2014 ICLR 2015

Adam: A Method for Stochastic Optimization

Kingma, Ba

TL;DR
An adaptive optimizer that tracks first and second moments of the gradient per parameter. Became the default optimizer for deep learning almost overnight.

What it says

Adam maintains exponential moving averages of the gradient (first moment) and its square (second moment). At each step, it normalizes the update by the square root of the second moment, giving each parameter its own effective learning rate. Bias-correction terms account for the zero initialization of the moving averages. The result is an optimizer that works well out of the box across a wide range of tasks with very little tuning.

Why it matters

Adam, and later AdamW (which fixes how weight decay is applied), is the default optimizer for almost all transformer training. It’s forgiving, fast to converge in wall-clock time, and removes a lot of the optimizer-tuning drudgery.

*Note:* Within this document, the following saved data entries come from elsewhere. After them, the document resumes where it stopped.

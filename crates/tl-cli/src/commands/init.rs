//! Init command for establishing machine identity.

use anyhow::Result;

use crate::Config;
use crate::document::LocalDocument;
use crate::machine;

/// Runs the init command.
///
/// Creates `machine.json` if needed and writes an empty document when none
/// exists yet. Running it again only updates the label.
pub fn run(label: Option<&str>, config: &Config) -> Result<()> {
    let identity = machine::init_machine(label)?;

    let fresh = !config.document_path.exists();
    let document = LocalDocument::open_as(config, identity.actor_id()?)?;
    if fresh {
        document.save()?;
    }

    println!("Machine ID: {}", identity.machine_id);
    println!("Label:      {}", identity.label);
    println!("Saved to:   {}", machine::machine_json_path()?.display());
    println!("Document:   {}", config.document_path.display());

    Ok(())
}
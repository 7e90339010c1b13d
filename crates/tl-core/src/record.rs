//! Time log records and their ordering projection.

use chrono::{DateTime, Duration, SubsecRound, Utc};
use serde::{Deserialize, Serialize};

use crate::types::{LogId, TaskId, ValidationError};

/// One logged session of work on a task, covering `[start, end)`.
#[derive(Debug, Clone, PartialEq, Eq, Serialize, Deserialize)]
pub struct TimeLogRecord {
    /// Caller-supplied unique identifier.
    pub id: LogId,
    /// The task this time was spent on.
    pub task: TaskId,
    /// Free-form note.
    #[serde(default)]
    pub comment: String,
    /// Inclusive start. Acts as the sort key once committed.
    pub start: DateTime<Utc>,
    /// Exclusive end.
    pub end: DateTime<Utc>,
}

impl TimeLogRecord {
    /// Creates a record with an empty comment.
    ///
    /// Returns an error if `end` is before `start`. Zero-length records are allowed.
    pub fn new(
        id: LogId,
        task: TaskId,
        start: DateTime<Utc>,
        end: DateTime<Utc>,
    ) -> Result<Self, ValidationError> {
        let record = Self {
            id,
            task,
            comment: String::new(),
            start,
            end,
        };
        record.validate()?;
        Ok(record)
    }

    /// Replaces the comment.
    #[must_use]
    pub fn with_comment(mut self, comment: impl Into<String>) -> Self {
        self.comment = comment.into();
        self
    }

    /// Checks that the interval is not inverted.
    pub fn validate(&self) -> Result<(), ValidationError> {
        if self.end < self.start {
            return Err(ValidationError::InvertedInterval {
                start: self.start,
                end: self.end,
            });
        }
        Ok(())
    }

    /// Truncates both instants to millisecond precision, the unit records are stored in.
    #[must_use]
    pub fn at_storage_precision(mut self) -> Self {
        self.start = self.start.trunc_subsecs(3);
        self.end = self.end.trunc_subsecs(3);
        self
    }

    /// Returns the ordering projection of this record.
    pub fn meta(&self) -> IntervalMeta {
        IntervalMeta {
            id: self.id.clone(),
            start: self.start,
            end: self.end,
        }
    }

    /// Length of the interval.
    pub fn duration(&self) -> Duration {
        self.end - self.start
    }
}

/// Lightweight `{id, start, end}` projection kept in the ordered sequence.
///
/// The interval data is duplicated from the full record so that ordering
/// comparisons never have to load the record itself.
#[derive(Debug, Clone, PartialEq, Eq, Serialize, Deserialize)]
pub struct IntervalMeta {
    pub id: LogId,
    pub start: DateTime<Utc>,
    pub end: DateTime<Utc>,
}

impl IntervalMeta {
    /// Whether two half-open intervals share any instant.
    pub fn overlaps(&self, other: &Self) -> bool {
        self.start < other.end && other.start < self.end
    }
}

/// Milliseconds since the Unix epoch.
pub fn to_millis(instant: DateTime<Utc>) -> i64 {
    instant.timestamp_millis()
}

/// Inverse of [`to_millis`]. Returns `None` for out-of-range values.
pub fn from_millis(millis: i64) -> Option<DateTime<Utc>> {
    DateTime::from_timestamp_millis(millis)
}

For a paper that’s just an optimizer, it’s arguably one of the most cited in machine learning.

  • Decoupled Weight Decay Regularization (Loshchilov & Hutter, 2017) — AdamW.
  • On the Convergence of Adam and Beyond (Reddi et al, 2018) — the convergence issues and AMSGrad fix.
  • Symbolic Discovery of Optimization Algorithms (Chen et al, 2023) — the Lion optimizer found by search.